# introduction and some knives



## oakbend (Jul 22, 2012)

Hey guys this is my first post in Woody's (oakbend is my dad's username I don't have one) and first I would like to introduce myself. My name is Jarrett Fleming I am a 19 year old college student that spends most of my free time in the shop. I started making knives last August after I went to a guild meeting at Mr. Scott Davidson's house. After going to that first meeting I was hooked. Mr. Scott has taught me pretty much everything I know about making knives, and I want to thank him very much for doing so. My work has greatly improved since last August and hopefully I will continue to improve. I hope to put some of my knives up for sale soon, but currently I have no way of making sheaths Mr. Scott handles that . Anyways here are some knives: 
	

	
	
		
		

		
			






















Any questions, comments, or critiques are welcome.


----------



## tedsknives (Jul 22, 2012)

Jarrett, good looking knives. Just stay with it, and listen to Scott.


----------



## godogs57 (Jul 22, 2012)

Great job...good grind lines, great finish...you are doing fine.


----------



## Razor Blade (Jul 22, 2012)

Well , the first problem we have here is that you dont have your own username. We will look past that this time, just dont let it happen again. 
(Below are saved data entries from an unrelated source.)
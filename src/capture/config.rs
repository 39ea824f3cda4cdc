//! Capture and session configuration.
//!
//! Preview dimensions must be even because chroma is subsampled 2:1 in
//! both axes. The display orientation is applied to the device once it
//! has been acquired.

use serde::{Deserialize, Serialize};
use std::path::Path;

/// Configuration for the capture device.
#[derive(Debug, Clone, Serialize, Deserialize)]
#[serde(default)]
pub struct CaptureConfig {
    /// Camera device index or identifier.
    pub device_id: u32,
    /// Preview width in pixels.
    pub width: u32,
    /// Preview height in pixels.
    pub height: u32,
    /// Target frames per second.
    pub fps: u32,
    /// Rotation applied to the preview display, in degrees.
    pub display_orientation: u16,
}

impl Default for CaptureConfig {
    fn default() -> Self {
        Self {
            device_id: 0,
            width: 640,
            height: 480,
            fps: 30,
            display_orientation: 270,
        }
    }
}

impl CaptureConfig {
    /// Creates a new configuration with the specified dimensions.
    pub fn with_dimensions(width: u32, height: u32) -> Self {
        Self {
            width,
            height,
            ..Default::default()
        }
    }

    /// Validates the configuration parameters.
    pub fn validate(&self) -> Result<(), ConfigError> {
        if self.width == 0 || self.height == 0 || self.width % 2 != 0 || self.height % 2 != 0 {
            return Err(ConfigError::InvalidDimensions {
                width: self.width,
                height: self.height,
            });
        }
        if self.fps == 0 || self.fps > 120 {
            return Err(ConfigError::InvalidFrameRate);
        }
        if !matches!(self.display_orientation, 0 | 90 | 180 | 270) {
            return Err(ConfigError::InvalidOrientation(self.display_orientation));
        }
        Ok(())
    }
}

/// Configuration validation errors.
#[derive(Debug, Clone, thiserror::Error)]
pub enum ConfigError {
    /// Zero or odd frame dimensions.
    #[error("invalid frame dimensions {width}x{height} (must be positive and even)")]
    InvalidDimensions {
        /// Configured width.
        width: u32,
        /// Configured height.
        height: u32,
    },
    /// Frame rate outside 1-120.
    #[error("invalid frame rate (must be 1-120 fps)")]
    InvalidFrameRate,
    /// Orientation that is not a right angle.
    #[error("invalid display orientation {0} (must be 0, 90, 180 or 270)")]
    InvalidOrientation(u16),
    /// The file could not be read.
    #[error("failed to read config file: {0}")]
    FileReadError(String),
    /// The file is not valid TOML for this format.
    #[error("failed to parse config file: {0}")]
    ParseError(String),
}

/// Full configuration file format.
#[derive(Debug, Clone, Serialize, Deserialize, Default)]
pub struct FileConfig {
    /// `[capture]` table.
    #[serde(default)]
    pub capture: CaptureConfig,
    /// `[session]` table.
    #[serde(default)]
    pub session: SessionConfig,
}

/// Settings for a demo capture session.
#[derive(Debug, Clone, Serialize, Deserialize)]
#[serde(default)]
pub struct SessionConfig {
    /// How long the session keeps the device open.
    pub duration_ms: u64,
    /// Delay between device open and arming.
    pub arm_delay_ms: u64,
    /// Metrics server port (0 to disable).
    pub metrics_port: u16,
}

impl Default for SessionConfig {
    fn default() -> Self {
        Self {
            duration_ms: 3000,
            arm_delay_ms: 0,
            metrics_port: 9090,
        }
    }
}

impl FileConfig {
    /// Loads configuration from a TOML file.
    pub fn from_file(path: impl AsRef<Path>) -> Result<Self, ConfigError> {
        let content = std::fs::read_to_string(path.as_ref())
            .map_err(|e| ConfigError::FileReadError(e.to_string()))?;
        Self::from_toml(&content)
    }

    /// Parses and validates configuration from TOML text.
    pub fn from_toml(content: &str) -> Result<Self, ConfigError> {
        let config: FileConfig =
            toml::from_str(content).map_err(|e| ConfigError::ParseError(e.to_string()))?;
        config.capture.validate()?;
        Ok(config)
    }
}

#[cfg(test)]
mod tests {
    use super::*;

    #[test]
    fn test_default_config_valid() {
        let config = CaptureConfig::default();
        assert!(config.validate().is_ok());
    }

    #[test]
    fn test_odd_dimensions_invalid() {
        let config = CaptureConfig::with_dimensions(641, 480);
        assert!(matches!(
            config.validate(),
            Err(ConfigError::InvalidDimensions { .. })
        ));
    }

    #[test]
    fn test_orientation_must_be_right_angle() {
        let config = CaptureConfig {
            display_orientation: 45,
            ..Default::default()
        };
        assert!(matches!(
            config.validate(),
            Err(ConfigError::InvalidOrientation(45))
        ));
    }

    #[test]
    fn test_partial_toml_uses_defaults() {
        let config = FileConfig::from_toml(
            r#"
            [capture]
            width = 320
            height = 240

            [session]
            duration_ms = 500
            "#,
        )
        .unwrap();

        assert_eq!(config.capture.width, 320);
        assert_eq!(config.capture.fps, 30);
        assert_eq!(config.capture.display_orientation, 270);
        assert_eq!(config.session.duration_ms, 500);
        assert_eq!(config.session.metrics_port, 9090);
    }

    #[test]
    fn test_invalid_toml_rejected() {
        let result = FileConfig::from_toml("[capture]\nwidth = 3\nheight = 3\n");
        assert!(matches!(result, Err(ConfigError::InvalidDimensions { .. })));

        let result = FileConfig::from_toml("not = [valid");
        assert!(matches!(result, Err(ConfigError::ParseError(_))));
    }
}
Your work is looking good buddy.Come up to the shop anytime. Are you go to the blast any. Scott


----------



## jbrooker (Jul 22, 2012)

Jarrett those look good


----------



## MoblMec (Jul 22, 2012)

Good looking knives. You and I both will learn alot from Scott.
MoblMec


----------



## wooddog (Jul 23, 2012)

-good looking knives sir.


----------



## Anvil Head (Jul 23, 2012)

Jarrett
Need to get Scott to work with you on posting pics next (screen on this laptop is not wide enough). Knives looking great. 
There's still time to get your mind right and learn to forge your blades before you get totally ruint. Trackrock is the last weekend in Sept....stay tuned for notice.


----------



## Blue grass in Georgia (Jul 23, 2012)

Those look great bud! Keep up the good work. Danny


----------



## joe sangster (Jul 23, 2012)

Very nice , Jarrett !  I think I need to take some lessons from Scott !


----------



## koakid (Jul 23, 2012)

very nice i like the first one what kind of wood is it.


----------



## Boudreaux (Jul 23, 2012)

Nice.  Let me know when that third one goes up for sale.


----------



## wvdawg (Jul 23, 2012)

Look great!  You have a good teacher!


----------



## georgiaboy (Jul 23, 2012)

Very nice and I'd like to see some when you are ready to sell.  Let me also say that your logo or mark is very cool.  

I'm super impressed that you can produce these knives in less than a year.  Keep the logo!


----------



## oakbend (Jul 23, 2012)

Thanks for all of the comments everyone. Koakid the wood on the first one is called red palm. 
Boudreaux I'll be sure to let you know. 
Wvdawg I sure do! 
Georgiaboy I hope to post some soon, and Im glad you like my maker's mark!


----------



## rex upshaw (Jul 24, 2012)

You're off to a great start.  Very nice.


----------



## bg7m (Jul 24, 2012)

Good looking knives


----------



## UK bowhunter (Aug 4, 2012)

Boudreaux said:


> Nice.  Let me know when that third one goes up for sale.



X's 2........ I'd love to get my hands on the red handled beauty in the 5th picture!!!!


----------



## sharpeblades (Aug 4, 2012)

They look good,i dont know how i missed this post.Keep up the good work


----------



## Mangler (Aug 4, 2012)

They look great. Really love the logo. Will keep my eye open for when you start to sell them, or you can just PM me


----------